● **Provided data**

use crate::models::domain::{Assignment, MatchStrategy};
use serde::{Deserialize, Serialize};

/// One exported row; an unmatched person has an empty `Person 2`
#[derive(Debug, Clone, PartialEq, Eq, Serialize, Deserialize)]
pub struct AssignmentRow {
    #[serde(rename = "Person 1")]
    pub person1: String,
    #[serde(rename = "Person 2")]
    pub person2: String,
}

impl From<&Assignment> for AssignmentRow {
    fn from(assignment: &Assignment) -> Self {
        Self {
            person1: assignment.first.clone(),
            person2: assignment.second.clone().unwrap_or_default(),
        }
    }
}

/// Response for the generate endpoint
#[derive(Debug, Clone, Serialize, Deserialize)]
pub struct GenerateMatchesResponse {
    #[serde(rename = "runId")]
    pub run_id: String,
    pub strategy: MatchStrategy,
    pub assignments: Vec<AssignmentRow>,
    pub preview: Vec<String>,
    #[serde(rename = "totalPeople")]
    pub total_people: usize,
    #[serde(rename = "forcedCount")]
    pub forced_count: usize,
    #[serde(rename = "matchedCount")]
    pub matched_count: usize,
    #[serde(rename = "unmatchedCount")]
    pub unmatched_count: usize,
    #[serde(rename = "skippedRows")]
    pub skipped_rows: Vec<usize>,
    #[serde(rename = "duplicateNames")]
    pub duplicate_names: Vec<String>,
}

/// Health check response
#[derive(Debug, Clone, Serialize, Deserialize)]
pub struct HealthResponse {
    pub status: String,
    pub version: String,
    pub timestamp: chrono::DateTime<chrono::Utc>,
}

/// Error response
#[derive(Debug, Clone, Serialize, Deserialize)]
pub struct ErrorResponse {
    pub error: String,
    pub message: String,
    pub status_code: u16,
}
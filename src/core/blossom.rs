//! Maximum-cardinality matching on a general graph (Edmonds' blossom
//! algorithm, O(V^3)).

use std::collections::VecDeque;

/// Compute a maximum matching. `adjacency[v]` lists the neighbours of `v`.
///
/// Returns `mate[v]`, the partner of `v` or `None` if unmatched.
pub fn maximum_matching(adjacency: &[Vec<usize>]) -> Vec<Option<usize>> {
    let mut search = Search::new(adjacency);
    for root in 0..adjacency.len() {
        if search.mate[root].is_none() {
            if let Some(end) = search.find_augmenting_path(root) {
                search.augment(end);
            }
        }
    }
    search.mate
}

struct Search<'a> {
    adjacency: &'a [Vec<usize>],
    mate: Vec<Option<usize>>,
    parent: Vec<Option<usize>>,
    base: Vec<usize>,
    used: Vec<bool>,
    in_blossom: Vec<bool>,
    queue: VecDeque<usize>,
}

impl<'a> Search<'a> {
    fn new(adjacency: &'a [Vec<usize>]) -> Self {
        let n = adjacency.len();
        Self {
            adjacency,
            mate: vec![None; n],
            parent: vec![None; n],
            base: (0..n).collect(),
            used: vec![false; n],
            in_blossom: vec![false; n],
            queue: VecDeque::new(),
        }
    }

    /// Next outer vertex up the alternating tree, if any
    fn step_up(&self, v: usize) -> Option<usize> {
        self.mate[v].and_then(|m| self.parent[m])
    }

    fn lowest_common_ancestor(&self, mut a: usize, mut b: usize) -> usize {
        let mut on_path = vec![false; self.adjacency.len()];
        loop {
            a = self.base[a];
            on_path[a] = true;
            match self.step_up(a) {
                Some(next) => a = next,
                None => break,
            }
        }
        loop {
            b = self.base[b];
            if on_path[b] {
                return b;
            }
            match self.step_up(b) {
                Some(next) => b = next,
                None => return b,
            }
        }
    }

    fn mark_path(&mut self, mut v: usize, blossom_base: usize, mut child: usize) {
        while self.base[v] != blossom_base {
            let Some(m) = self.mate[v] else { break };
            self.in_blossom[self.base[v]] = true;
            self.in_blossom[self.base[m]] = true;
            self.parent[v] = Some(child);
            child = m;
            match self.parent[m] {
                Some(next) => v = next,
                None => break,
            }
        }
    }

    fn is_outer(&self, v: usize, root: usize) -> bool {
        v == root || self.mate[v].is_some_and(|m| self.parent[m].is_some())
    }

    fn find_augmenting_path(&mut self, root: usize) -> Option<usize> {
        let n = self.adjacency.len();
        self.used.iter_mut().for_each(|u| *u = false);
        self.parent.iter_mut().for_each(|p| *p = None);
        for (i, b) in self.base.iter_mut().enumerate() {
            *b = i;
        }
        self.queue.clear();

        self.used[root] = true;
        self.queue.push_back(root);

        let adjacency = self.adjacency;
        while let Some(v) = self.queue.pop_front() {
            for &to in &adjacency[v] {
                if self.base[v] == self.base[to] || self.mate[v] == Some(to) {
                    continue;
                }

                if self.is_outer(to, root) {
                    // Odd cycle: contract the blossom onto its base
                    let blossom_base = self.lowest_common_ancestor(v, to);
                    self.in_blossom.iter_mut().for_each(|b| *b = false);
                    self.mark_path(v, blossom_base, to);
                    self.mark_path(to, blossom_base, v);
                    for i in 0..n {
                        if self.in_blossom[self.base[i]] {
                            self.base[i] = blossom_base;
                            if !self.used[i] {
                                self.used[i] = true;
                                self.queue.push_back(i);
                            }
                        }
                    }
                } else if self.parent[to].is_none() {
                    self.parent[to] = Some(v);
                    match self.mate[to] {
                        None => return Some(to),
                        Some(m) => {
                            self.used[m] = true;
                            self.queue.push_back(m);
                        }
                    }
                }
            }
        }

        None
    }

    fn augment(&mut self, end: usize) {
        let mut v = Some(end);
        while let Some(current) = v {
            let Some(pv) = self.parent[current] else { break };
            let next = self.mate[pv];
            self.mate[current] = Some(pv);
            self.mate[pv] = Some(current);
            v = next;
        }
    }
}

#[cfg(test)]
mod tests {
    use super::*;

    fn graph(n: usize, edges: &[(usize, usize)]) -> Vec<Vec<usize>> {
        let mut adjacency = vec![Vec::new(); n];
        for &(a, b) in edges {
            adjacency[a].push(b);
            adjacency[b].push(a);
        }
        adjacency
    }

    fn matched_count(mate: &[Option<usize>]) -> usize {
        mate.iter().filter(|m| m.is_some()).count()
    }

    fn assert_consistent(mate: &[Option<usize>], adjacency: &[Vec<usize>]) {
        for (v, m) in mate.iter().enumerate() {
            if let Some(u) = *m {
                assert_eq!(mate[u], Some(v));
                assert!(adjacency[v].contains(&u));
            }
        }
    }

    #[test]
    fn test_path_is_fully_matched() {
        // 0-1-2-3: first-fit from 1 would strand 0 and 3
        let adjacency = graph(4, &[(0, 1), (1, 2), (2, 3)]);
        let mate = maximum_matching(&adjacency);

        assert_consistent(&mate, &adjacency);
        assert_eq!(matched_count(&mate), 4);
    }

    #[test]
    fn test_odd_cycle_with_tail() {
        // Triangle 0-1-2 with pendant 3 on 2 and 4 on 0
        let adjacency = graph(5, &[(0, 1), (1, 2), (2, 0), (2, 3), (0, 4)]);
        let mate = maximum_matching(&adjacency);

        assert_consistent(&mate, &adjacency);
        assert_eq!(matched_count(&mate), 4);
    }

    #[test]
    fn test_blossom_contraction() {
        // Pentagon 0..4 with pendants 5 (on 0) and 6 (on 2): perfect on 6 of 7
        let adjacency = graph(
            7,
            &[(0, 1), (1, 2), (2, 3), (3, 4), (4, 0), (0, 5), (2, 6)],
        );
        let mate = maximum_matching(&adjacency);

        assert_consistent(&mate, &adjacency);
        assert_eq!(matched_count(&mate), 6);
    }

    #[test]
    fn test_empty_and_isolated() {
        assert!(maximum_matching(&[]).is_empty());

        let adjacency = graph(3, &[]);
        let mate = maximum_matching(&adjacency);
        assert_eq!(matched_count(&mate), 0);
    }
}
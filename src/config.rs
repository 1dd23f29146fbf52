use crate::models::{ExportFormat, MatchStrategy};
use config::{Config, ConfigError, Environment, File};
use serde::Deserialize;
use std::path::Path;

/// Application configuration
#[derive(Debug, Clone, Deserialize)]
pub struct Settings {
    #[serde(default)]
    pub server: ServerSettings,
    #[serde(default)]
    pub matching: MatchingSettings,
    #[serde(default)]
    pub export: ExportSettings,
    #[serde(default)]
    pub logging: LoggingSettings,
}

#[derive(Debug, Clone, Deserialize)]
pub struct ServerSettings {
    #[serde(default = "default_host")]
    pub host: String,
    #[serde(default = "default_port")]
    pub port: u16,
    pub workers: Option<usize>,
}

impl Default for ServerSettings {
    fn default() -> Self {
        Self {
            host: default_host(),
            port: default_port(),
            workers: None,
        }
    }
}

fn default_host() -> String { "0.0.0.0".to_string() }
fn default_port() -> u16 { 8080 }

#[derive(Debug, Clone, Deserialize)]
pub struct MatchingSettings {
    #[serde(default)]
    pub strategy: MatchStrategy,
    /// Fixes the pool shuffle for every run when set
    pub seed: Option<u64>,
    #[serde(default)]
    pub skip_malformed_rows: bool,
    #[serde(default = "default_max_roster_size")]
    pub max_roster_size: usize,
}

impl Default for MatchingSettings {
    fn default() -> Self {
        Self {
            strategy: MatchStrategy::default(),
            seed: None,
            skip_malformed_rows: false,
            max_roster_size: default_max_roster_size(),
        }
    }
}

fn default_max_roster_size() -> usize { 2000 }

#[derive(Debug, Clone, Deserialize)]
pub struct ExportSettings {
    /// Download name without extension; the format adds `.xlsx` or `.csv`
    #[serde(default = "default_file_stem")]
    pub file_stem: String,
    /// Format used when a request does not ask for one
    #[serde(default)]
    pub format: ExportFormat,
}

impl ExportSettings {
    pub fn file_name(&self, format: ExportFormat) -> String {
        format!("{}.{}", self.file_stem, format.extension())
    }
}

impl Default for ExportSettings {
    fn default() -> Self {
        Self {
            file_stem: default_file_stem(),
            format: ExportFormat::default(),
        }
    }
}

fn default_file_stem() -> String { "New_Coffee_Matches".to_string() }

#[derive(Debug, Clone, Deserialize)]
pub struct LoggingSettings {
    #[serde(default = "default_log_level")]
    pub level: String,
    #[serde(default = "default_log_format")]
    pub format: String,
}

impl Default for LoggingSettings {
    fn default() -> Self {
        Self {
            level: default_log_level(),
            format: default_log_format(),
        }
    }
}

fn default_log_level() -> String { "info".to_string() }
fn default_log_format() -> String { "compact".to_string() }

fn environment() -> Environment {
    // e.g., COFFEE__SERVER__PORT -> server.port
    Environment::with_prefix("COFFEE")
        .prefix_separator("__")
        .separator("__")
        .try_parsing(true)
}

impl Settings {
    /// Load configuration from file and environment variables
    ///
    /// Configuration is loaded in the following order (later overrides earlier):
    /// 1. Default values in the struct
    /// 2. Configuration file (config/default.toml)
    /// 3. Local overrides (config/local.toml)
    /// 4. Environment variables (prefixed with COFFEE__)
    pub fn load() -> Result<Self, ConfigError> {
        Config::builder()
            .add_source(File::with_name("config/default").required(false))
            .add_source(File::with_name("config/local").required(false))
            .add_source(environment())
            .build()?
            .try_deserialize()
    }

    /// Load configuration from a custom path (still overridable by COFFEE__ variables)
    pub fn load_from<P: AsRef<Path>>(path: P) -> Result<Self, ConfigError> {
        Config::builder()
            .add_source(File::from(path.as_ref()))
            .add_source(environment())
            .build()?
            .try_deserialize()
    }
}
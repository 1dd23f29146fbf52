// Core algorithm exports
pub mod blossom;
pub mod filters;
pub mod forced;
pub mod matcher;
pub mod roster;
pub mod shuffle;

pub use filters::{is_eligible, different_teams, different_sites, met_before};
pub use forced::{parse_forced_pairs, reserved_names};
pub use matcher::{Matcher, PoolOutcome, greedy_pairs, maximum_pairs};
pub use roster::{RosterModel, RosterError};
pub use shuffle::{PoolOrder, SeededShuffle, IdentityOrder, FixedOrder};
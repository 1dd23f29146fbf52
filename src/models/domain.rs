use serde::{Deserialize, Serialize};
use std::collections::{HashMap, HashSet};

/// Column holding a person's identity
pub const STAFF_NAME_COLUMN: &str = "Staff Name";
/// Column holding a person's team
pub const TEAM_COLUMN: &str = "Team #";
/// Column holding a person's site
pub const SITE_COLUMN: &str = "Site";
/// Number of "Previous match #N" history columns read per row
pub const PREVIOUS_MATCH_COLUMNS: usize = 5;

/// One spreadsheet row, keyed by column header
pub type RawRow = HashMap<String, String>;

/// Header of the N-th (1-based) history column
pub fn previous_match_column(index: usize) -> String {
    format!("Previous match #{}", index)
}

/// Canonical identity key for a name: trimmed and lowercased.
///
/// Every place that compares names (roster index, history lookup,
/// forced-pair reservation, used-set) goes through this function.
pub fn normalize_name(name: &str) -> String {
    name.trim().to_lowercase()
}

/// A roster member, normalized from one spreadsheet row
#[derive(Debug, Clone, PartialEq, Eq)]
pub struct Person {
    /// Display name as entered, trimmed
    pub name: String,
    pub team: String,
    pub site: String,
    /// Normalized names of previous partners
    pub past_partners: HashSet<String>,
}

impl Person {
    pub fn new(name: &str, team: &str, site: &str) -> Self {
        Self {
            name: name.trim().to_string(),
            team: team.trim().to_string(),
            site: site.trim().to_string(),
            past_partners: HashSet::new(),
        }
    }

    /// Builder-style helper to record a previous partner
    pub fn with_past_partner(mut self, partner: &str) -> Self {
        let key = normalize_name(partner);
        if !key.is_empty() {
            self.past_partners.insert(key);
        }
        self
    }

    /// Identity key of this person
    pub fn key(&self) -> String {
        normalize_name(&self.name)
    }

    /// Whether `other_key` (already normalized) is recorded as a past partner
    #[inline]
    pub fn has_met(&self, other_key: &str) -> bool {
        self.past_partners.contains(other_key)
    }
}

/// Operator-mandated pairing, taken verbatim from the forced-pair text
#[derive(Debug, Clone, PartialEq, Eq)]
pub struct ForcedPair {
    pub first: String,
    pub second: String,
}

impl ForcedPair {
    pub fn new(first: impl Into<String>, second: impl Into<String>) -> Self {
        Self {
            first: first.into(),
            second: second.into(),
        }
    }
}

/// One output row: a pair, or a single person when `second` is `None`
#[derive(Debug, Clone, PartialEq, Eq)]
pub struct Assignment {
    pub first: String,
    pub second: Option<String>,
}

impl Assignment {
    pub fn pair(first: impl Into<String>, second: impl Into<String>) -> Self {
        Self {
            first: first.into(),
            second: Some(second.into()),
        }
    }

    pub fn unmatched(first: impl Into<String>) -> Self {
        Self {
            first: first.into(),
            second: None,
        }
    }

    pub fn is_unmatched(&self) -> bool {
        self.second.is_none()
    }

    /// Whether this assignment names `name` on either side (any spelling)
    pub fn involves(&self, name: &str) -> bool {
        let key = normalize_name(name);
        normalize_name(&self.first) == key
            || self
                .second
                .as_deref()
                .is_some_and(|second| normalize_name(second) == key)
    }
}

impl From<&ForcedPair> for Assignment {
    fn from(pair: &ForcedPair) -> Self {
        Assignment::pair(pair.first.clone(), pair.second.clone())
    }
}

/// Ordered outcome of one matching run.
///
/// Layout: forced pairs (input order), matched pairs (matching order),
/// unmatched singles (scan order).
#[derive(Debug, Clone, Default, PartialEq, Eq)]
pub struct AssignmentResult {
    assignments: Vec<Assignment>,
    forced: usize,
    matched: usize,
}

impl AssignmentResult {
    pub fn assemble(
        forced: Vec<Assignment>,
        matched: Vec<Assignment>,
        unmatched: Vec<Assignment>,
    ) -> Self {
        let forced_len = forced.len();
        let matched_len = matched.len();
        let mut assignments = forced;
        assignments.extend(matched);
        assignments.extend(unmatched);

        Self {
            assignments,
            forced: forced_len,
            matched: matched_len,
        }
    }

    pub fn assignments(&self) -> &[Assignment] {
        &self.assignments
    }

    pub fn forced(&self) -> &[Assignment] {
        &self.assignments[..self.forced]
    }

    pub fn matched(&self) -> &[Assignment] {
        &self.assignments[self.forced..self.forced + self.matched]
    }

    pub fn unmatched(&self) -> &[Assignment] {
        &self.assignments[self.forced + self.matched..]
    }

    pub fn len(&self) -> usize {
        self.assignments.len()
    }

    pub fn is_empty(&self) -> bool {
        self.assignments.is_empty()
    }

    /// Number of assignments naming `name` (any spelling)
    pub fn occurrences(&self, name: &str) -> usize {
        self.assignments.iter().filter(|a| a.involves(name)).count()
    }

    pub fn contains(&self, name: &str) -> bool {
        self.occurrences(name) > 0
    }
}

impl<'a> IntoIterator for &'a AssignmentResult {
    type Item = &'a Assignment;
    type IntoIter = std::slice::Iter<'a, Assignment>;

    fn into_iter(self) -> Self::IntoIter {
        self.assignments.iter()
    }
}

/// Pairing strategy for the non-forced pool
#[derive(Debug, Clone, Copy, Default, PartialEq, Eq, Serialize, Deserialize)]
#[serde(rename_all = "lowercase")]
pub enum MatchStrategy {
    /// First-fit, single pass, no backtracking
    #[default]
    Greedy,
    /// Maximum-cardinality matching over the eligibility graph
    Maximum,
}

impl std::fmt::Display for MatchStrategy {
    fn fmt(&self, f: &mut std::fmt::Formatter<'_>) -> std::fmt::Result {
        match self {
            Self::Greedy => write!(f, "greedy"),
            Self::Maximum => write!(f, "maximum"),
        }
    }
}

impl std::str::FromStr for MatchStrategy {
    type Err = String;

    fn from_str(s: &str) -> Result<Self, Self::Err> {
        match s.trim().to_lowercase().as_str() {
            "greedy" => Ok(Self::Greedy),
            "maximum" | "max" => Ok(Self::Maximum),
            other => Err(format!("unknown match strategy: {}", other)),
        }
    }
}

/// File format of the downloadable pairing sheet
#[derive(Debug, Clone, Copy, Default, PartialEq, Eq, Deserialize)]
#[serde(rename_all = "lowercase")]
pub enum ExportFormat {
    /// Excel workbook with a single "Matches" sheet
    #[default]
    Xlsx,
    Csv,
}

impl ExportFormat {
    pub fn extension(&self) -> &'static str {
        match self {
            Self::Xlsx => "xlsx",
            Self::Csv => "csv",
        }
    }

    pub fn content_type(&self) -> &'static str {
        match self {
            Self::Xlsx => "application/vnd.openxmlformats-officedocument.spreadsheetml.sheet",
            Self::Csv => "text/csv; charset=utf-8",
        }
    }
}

● **Exercise aim**
Once you have counted the lines above that hold the word "filters", report only that total.

● **Task result**
2